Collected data
========================================

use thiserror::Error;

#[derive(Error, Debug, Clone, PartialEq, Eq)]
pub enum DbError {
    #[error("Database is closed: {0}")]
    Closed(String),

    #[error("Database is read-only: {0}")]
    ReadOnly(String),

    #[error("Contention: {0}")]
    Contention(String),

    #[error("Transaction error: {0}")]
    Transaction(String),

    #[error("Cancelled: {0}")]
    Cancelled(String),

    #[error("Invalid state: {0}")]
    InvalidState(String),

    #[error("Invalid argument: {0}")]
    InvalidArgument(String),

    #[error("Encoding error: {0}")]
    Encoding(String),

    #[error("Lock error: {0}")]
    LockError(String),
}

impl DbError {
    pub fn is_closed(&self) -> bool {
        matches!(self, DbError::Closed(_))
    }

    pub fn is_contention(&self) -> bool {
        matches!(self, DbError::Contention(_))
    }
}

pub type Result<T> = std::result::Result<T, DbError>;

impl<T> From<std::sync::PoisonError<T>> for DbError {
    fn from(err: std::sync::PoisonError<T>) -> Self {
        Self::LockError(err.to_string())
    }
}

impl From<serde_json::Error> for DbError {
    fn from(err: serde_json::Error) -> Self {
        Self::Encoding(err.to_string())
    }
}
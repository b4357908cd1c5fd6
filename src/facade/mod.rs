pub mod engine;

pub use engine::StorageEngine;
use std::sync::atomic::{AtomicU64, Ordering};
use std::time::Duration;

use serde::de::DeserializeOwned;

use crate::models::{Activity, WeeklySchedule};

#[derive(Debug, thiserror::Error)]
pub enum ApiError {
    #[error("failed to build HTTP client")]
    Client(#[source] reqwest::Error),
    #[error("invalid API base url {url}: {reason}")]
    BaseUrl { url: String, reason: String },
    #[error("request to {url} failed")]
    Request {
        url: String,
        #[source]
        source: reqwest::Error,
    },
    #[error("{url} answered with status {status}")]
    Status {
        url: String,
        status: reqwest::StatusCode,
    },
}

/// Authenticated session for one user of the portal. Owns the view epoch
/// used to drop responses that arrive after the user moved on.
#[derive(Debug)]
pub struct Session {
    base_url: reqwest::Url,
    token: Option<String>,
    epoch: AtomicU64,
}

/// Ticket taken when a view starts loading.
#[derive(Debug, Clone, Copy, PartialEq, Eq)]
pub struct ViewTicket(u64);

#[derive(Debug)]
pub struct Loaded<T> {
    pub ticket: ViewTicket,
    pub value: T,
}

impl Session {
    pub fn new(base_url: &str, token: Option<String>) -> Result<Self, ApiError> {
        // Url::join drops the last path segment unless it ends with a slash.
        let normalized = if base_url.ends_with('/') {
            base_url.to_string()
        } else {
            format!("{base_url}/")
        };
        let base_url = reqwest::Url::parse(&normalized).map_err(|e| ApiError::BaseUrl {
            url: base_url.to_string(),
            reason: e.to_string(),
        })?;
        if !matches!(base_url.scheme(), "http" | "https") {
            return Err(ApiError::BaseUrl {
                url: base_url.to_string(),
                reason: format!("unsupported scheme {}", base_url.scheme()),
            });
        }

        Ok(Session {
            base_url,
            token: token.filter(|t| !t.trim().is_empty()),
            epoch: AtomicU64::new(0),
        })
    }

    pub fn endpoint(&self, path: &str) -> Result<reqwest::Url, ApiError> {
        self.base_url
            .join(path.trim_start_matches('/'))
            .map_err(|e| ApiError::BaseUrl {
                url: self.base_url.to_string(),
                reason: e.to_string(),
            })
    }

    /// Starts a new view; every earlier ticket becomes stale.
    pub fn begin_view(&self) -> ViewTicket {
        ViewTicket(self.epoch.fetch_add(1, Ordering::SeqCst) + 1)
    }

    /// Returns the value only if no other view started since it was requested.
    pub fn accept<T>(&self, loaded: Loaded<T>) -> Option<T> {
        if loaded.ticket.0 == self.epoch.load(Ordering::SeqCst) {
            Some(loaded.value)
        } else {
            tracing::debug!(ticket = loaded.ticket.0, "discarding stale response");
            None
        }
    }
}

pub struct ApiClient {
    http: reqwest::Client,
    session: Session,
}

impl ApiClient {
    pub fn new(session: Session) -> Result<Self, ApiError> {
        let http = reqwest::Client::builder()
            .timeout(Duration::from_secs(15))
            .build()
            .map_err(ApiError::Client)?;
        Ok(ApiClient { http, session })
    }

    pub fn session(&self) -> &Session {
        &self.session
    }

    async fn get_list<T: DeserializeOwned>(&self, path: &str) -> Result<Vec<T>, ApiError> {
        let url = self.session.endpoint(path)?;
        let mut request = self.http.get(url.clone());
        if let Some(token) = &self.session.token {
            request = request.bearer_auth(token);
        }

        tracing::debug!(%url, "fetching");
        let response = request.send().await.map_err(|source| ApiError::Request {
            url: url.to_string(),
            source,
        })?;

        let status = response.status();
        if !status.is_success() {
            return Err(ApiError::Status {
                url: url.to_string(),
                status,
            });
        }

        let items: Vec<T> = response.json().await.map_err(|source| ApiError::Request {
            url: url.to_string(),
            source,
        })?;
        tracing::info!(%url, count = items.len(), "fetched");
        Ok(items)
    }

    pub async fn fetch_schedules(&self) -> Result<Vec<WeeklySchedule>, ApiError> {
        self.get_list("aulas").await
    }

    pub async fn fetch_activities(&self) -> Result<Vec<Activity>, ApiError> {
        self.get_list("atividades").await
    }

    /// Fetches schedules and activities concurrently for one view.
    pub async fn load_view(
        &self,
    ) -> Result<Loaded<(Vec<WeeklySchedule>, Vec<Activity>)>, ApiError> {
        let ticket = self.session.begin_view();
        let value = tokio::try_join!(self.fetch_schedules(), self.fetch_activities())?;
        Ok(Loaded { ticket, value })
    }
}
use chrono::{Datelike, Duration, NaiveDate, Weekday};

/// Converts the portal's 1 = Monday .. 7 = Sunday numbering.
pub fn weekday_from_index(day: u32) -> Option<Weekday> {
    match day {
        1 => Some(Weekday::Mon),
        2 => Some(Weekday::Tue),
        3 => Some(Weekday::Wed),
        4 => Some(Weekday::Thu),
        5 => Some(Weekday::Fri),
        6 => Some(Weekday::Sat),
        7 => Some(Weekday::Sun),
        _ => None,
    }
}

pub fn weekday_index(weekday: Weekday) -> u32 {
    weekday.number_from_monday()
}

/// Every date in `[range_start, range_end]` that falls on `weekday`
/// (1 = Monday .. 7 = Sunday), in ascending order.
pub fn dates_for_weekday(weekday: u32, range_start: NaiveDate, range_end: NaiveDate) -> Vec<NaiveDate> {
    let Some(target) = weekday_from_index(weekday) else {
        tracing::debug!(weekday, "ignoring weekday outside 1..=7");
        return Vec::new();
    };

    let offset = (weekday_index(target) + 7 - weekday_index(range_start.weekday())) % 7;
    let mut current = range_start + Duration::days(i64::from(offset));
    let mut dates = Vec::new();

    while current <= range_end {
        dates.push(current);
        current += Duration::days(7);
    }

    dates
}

========================================

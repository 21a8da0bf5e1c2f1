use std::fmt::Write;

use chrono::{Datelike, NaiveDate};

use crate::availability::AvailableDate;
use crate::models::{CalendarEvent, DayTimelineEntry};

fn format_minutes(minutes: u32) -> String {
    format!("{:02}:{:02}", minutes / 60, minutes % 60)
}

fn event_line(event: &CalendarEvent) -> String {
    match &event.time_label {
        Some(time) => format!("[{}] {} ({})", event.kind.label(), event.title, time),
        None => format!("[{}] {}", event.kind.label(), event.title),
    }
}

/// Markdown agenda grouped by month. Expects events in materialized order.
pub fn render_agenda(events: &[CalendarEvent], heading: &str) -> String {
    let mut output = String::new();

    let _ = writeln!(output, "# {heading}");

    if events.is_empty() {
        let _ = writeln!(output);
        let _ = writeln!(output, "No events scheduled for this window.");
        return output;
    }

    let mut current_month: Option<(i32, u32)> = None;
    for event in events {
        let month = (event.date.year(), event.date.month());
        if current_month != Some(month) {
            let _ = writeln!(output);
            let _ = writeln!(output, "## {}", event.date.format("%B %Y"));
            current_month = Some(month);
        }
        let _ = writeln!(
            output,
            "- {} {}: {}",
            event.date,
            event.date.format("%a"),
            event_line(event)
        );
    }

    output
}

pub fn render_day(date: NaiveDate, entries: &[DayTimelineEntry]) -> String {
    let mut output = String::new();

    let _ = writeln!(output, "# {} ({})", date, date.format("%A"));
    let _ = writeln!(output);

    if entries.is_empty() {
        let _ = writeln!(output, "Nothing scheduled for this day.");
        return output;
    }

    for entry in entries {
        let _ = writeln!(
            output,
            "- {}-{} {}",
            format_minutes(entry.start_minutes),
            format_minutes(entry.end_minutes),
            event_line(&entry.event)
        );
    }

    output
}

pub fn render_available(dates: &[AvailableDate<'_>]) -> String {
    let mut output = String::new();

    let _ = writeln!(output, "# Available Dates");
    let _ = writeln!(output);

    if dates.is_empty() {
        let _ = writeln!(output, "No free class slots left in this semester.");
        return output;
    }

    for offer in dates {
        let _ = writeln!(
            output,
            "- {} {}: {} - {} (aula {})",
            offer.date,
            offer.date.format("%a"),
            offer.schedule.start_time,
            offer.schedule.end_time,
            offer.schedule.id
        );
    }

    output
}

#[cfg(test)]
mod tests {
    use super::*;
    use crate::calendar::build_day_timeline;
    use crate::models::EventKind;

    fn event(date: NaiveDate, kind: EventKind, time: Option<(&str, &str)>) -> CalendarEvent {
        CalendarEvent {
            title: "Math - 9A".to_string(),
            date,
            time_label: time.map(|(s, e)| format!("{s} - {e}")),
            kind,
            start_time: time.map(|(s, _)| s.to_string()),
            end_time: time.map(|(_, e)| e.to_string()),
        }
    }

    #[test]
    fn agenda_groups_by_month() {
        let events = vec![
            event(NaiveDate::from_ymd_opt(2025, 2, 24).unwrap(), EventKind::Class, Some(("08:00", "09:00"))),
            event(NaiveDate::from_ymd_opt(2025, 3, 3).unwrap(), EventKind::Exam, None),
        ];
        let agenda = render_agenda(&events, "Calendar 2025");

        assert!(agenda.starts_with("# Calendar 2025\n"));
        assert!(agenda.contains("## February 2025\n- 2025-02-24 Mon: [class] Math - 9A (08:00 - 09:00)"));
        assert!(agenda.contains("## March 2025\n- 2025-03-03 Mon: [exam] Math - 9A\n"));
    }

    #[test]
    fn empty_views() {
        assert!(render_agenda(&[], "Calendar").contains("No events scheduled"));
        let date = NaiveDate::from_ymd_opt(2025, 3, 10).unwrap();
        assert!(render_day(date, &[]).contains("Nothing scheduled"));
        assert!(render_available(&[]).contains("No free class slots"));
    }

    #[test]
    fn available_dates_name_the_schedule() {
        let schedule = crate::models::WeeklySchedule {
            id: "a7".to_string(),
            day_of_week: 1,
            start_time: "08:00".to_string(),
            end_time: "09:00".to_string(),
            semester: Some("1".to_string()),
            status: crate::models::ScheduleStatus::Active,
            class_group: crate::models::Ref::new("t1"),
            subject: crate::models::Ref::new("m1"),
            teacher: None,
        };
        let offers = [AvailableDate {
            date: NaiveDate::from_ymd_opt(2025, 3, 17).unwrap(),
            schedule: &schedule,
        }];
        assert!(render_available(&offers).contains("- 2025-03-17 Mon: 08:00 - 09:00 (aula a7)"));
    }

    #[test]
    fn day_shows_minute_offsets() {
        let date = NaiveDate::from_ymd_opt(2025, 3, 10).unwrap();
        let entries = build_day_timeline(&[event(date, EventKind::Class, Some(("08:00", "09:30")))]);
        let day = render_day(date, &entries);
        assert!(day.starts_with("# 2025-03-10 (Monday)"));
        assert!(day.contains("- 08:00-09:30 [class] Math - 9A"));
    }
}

========================================

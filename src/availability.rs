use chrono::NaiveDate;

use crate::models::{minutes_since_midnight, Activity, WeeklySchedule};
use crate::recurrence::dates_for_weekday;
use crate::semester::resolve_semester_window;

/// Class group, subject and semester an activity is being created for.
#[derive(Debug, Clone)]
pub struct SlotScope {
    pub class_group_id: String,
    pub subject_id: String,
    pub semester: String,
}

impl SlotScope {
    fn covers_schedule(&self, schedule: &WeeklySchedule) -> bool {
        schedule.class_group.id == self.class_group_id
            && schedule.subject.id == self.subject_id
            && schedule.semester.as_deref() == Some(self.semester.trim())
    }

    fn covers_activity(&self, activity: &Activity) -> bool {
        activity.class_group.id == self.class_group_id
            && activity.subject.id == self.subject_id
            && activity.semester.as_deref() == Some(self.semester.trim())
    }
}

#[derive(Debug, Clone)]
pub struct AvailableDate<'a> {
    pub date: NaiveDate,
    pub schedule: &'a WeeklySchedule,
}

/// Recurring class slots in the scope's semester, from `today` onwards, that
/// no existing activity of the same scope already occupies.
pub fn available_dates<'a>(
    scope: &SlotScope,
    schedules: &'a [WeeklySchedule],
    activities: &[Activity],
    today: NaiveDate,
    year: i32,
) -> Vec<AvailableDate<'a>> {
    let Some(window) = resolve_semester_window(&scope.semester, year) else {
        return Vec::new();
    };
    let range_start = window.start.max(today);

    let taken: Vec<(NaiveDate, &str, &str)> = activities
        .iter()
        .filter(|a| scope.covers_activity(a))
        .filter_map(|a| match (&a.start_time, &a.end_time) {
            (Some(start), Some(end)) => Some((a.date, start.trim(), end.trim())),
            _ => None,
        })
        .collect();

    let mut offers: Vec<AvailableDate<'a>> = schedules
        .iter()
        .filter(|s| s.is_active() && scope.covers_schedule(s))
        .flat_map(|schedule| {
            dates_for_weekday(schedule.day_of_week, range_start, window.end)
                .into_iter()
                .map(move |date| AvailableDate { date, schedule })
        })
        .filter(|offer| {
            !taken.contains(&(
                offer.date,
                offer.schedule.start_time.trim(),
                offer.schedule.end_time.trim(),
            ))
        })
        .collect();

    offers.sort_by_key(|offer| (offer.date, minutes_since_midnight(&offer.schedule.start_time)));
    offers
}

========================================

Problem to solve
Scan the entries for the string "await" and report only how many lines contain it.

Answer box
4